(Stored data)
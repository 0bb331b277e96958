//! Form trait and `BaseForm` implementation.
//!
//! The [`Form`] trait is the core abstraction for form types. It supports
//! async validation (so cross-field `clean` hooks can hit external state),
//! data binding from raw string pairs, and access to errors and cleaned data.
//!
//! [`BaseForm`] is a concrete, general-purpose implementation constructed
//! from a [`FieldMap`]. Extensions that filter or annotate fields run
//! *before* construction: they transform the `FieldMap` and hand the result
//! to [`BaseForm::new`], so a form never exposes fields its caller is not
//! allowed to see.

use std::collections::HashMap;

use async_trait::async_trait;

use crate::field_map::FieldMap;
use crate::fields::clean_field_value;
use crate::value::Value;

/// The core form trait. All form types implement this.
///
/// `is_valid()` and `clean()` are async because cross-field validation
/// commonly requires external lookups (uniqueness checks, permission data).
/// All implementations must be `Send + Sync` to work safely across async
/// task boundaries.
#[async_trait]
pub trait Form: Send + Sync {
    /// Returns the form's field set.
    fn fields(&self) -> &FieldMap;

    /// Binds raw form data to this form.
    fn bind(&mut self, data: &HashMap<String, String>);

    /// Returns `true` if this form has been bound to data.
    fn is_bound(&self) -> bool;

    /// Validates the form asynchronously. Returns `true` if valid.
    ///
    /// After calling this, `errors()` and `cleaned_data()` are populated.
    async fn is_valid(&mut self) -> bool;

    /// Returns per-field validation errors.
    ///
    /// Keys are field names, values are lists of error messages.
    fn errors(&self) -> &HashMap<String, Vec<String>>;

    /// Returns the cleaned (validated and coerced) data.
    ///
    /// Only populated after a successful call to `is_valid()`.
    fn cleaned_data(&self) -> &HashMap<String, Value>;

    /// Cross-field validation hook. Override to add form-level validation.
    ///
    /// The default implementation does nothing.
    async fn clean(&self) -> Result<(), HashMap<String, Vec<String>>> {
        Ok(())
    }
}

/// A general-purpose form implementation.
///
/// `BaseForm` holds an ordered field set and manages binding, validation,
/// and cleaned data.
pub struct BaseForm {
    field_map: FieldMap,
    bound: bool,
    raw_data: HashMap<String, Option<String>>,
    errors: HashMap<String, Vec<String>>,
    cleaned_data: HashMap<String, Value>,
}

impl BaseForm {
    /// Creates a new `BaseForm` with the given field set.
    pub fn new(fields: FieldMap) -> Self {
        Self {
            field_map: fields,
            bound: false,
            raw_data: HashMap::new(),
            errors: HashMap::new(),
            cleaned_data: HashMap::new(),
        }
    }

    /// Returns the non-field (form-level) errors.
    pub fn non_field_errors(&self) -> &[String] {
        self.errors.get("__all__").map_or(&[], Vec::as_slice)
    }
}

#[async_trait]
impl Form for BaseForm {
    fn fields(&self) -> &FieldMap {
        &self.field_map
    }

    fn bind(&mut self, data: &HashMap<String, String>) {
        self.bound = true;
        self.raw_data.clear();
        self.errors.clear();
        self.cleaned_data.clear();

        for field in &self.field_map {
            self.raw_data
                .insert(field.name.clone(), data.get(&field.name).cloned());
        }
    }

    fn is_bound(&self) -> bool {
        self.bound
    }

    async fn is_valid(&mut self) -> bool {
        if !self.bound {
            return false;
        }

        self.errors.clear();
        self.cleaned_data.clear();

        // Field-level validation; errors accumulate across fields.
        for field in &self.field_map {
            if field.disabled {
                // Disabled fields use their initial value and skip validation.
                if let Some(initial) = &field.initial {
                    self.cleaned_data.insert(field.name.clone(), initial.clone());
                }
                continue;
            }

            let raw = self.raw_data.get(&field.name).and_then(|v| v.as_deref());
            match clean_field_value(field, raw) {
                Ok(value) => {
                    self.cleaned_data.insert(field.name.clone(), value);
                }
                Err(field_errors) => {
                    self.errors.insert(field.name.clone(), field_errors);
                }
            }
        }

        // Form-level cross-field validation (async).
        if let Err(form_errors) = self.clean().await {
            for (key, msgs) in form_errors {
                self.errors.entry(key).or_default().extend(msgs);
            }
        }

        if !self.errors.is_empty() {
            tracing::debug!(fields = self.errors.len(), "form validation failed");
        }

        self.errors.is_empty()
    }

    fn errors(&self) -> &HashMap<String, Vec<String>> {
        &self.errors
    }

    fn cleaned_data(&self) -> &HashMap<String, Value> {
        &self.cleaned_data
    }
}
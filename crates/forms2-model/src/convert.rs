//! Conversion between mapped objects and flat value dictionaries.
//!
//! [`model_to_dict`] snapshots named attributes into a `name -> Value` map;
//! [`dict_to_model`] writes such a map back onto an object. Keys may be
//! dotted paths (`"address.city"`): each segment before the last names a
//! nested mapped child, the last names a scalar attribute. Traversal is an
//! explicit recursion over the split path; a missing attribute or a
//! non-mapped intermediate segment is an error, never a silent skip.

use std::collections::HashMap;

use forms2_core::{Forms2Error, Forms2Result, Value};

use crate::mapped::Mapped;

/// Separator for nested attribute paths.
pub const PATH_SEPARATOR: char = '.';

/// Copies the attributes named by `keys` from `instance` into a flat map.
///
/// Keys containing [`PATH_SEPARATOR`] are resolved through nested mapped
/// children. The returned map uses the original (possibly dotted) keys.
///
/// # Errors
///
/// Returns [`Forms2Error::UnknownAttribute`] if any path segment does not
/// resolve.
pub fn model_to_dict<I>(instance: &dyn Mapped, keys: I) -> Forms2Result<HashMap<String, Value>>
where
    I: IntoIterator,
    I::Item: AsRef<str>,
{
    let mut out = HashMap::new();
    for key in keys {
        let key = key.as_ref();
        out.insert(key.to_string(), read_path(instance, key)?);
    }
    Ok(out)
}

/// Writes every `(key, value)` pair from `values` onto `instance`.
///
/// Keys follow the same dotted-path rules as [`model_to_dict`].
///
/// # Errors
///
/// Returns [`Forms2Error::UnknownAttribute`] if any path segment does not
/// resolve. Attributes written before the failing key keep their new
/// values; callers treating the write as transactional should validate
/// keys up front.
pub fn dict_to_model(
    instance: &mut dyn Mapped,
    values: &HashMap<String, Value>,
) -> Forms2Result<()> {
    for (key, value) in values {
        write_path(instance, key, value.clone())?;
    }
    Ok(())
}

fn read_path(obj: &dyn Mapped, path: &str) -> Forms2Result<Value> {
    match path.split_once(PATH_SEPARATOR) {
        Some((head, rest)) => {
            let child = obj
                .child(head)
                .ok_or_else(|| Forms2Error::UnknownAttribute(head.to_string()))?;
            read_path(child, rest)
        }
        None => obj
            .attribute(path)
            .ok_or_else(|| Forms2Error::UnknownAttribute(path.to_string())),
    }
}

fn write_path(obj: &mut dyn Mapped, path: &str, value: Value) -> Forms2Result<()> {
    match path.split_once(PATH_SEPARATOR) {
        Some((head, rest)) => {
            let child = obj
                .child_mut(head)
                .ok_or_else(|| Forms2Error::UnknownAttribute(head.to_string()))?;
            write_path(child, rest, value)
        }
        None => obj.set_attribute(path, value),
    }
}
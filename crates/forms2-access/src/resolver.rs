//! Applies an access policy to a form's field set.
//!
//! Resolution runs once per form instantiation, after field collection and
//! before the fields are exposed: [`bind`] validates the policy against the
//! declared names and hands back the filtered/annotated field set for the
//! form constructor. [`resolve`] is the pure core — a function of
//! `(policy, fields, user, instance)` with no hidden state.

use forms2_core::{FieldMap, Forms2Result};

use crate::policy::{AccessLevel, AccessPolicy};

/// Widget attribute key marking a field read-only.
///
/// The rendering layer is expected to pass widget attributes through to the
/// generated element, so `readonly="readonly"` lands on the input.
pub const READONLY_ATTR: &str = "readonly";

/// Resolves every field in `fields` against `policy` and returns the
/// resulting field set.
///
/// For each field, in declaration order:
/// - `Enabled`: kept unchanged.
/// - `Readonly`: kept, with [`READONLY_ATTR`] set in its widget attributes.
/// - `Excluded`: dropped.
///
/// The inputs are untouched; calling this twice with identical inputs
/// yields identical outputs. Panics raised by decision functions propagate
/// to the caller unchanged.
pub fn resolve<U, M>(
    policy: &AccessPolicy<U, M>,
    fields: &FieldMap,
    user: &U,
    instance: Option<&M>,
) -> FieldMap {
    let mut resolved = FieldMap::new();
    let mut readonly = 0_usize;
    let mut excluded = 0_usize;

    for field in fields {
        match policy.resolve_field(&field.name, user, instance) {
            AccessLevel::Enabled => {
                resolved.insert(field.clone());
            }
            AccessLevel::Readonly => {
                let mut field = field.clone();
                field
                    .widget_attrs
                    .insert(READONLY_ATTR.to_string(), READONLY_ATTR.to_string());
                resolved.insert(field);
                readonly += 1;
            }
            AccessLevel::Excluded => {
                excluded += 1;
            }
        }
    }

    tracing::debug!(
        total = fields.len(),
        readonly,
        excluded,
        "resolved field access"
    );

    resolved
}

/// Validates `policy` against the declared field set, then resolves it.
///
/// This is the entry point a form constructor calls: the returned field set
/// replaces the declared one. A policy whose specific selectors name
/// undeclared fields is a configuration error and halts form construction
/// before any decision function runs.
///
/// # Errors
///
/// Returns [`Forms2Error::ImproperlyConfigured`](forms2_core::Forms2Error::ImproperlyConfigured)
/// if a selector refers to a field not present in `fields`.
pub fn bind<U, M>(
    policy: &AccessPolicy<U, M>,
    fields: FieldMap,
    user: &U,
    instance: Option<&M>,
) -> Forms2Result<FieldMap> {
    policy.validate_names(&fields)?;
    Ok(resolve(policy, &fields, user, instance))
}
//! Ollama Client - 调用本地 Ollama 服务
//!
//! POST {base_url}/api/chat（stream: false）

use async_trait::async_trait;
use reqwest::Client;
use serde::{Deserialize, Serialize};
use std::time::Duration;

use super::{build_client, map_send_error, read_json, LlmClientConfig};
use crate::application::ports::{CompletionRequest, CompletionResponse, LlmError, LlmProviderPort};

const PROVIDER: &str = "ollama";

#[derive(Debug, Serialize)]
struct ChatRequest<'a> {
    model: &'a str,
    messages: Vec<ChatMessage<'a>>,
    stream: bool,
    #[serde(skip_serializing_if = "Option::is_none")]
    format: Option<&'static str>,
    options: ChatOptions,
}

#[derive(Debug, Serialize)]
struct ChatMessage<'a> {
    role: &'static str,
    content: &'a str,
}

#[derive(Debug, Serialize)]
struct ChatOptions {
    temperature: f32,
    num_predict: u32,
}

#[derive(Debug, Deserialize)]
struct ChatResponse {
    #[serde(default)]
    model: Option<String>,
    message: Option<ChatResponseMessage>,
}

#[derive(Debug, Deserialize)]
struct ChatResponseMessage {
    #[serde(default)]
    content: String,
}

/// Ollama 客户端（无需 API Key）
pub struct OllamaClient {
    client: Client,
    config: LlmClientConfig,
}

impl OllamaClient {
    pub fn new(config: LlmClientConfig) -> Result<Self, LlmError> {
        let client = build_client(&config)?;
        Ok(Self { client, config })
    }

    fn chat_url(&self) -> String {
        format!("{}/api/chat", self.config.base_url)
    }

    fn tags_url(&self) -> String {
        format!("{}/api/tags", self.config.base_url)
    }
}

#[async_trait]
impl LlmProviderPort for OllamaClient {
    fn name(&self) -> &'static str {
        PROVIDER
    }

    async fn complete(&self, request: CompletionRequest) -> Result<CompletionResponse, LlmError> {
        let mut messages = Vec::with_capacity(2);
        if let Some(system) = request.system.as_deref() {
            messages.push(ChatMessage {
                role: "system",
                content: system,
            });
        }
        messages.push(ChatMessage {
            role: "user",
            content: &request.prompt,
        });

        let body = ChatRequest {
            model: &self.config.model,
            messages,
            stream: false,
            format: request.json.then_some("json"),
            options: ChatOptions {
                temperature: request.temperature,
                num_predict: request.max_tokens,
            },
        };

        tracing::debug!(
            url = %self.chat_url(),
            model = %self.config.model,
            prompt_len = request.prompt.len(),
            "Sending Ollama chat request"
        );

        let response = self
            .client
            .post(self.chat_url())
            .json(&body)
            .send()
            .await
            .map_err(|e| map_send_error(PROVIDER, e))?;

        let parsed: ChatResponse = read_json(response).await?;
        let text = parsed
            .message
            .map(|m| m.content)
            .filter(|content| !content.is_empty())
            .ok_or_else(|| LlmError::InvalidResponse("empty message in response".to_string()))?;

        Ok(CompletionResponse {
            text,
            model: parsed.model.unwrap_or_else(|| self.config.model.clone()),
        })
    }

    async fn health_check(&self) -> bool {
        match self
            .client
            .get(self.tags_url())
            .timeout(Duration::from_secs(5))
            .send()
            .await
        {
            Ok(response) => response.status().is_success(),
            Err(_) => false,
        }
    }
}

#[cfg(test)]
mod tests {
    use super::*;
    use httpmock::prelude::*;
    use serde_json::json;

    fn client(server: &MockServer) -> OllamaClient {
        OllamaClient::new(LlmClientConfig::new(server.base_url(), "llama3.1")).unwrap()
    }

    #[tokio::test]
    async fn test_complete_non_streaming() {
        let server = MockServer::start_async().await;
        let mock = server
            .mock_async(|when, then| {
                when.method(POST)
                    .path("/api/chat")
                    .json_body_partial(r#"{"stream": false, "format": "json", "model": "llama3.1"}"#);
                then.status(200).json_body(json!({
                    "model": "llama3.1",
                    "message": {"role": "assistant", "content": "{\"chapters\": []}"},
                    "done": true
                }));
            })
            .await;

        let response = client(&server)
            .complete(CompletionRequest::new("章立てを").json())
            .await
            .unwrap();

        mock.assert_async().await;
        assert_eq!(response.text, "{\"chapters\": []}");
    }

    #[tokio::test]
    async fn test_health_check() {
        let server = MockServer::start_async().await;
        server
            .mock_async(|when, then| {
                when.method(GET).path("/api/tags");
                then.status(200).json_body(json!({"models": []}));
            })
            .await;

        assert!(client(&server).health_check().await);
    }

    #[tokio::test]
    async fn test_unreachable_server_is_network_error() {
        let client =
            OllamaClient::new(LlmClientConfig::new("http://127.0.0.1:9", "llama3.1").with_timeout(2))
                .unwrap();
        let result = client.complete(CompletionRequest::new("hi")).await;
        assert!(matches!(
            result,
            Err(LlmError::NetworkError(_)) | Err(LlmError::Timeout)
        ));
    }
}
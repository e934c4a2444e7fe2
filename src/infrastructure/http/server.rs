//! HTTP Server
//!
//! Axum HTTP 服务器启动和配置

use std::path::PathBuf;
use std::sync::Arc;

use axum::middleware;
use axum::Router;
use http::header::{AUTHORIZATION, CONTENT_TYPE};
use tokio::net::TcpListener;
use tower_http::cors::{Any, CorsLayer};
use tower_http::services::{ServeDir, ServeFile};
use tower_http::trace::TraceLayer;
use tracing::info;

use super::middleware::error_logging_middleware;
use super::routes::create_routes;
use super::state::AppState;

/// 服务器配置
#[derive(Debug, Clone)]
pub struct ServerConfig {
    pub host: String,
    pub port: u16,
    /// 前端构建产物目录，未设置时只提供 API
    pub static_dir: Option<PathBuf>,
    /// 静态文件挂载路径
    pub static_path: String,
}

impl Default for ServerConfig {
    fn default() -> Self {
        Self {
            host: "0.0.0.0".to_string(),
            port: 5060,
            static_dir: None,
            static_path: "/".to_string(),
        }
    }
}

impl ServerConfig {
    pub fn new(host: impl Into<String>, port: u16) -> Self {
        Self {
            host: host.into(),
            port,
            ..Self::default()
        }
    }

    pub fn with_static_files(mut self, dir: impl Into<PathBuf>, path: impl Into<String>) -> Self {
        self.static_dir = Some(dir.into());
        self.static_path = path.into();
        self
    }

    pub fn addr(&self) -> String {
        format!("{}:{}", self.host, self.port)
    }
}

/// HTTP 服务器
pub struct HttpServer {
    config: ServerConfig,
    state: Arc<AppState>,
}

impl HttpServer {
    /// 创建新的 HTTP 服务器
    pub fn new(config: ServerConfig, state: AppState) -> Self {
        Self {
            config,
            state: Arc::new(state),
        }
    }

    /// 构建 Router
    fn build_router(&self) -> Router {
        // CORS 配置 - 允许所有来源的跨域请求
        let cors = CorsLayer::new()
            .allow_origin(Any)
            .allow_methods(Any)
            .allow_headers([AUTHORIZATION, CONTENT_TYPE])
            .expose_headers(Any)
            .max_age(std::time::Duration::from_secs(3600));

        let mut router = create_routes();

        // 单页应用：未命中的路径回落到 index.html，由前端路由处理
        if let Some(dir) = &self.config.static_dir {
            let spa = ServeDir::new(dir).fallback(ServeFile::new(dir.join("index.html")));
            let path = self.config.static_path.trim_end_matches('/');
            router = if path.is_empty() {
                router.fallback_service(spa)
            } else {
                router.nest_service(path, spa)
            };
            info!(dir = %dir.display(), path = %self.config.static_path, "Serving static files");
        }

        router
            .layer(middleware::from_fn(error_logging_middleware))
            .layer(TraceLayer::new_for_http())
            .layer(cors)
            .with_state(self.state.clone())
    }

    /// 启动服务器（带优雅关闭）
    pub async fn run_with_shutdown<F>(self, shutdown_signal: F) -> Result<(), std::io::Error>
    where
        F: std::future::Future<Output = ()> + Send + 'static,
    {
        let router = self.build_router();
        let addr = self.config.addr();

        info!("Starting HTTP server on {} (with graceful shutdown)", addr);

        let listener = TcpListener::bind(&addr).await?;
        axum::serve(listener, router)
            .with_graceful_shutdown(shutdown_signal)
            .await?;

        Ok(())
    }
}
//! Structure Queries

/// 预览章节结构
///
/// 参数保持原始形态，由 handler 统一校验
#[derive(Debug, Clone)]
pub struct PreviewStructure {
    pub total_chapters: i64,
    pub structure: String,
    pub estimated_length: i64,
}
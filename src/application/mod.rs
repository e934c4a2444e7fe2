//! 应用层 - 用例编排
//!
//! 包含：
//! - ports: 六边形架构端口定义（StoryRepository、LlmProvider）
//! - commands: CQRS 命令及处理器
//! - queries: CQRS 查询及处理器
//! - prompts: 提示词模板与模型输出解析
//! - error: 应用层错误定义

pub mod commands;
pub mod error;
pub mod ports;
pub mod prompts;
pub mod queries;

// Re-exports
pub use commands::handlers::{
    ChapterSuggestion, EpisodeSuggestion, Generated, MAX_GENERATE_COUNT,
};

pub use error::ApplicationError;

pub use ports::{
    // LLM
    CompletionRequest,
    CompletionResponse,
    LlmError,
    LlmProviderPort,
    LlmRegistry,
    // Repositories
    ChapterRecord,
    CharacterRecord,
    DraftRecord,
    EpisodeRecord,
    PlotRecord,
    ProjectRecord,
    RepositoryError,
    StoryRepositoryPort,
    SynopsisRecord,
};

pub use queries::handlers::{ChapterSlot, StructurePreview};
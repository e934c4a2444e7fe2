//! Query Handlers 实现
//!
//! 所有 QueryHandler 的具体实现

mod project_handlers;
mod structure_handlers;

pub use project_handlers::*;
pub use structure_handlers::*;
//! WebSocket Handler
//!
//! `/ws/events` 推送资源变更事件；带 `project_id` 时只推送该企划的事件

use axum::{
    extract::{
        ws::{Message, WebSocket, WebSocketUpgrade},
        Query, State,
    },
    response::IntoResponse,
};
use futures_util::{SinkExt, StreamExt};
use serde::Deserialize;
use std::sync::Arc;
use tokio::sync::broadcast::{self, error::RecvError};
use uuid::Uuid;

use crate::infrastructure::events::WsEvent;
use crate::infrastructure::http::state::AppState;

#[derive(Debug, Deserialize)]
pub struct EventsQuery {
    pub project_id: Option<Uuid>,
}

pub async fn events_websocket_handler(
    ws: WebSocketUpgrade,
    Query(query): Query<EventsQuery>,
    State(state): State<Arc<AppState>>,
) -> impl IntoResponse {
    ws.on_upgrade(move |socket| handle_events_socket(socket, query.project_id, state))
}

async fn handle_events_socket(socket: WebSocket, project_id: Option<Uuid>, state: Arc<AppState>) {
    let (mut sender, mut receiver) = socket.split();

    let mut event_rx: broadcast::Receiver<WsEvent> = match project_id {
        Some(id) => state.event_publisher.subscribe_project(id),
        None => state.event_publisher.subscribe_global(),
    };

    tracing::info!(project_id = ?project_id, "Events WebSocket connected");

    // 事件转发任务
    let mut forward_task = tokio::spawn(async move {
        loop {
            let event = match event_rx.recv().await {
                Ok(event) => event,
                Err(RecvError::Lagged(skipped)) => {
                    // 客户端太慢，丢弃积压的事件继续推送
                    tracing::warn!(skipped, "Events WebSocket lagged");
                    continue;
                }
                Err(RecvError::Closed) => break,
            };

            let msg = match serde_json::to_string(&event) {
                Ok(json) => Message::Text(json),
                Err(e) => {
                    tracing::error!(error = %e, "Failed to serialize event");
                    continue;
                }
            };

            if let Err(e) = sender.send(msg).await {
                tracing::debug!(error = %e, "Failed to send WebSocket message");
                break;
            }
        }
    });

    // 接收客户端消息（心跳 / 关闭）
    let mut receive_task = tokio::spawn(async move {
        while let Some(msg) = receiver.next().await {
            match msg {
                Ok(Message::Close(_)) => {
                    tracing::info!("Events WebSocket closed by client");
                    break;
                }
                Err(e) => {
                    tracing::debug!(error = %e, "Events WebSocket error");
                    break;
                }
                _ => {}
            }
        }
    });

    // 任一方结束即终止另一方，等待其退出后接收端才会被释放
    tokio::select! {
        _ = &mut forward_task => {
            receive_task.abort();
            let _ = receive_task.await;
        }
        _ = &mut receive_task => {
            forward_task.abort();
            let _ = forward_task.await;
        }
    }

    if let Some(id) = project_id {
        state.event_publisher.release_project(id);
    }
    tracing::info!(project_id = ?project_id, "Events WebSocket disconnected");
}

Aim of the exercise: Using the records above, copy every line that has the word "Duration" in it.

Answer to this problem:
use std::time::Duration;
            .timeout(Duration::from_secs(5))
            .max_age(std::time::Duration::from_secs(3600));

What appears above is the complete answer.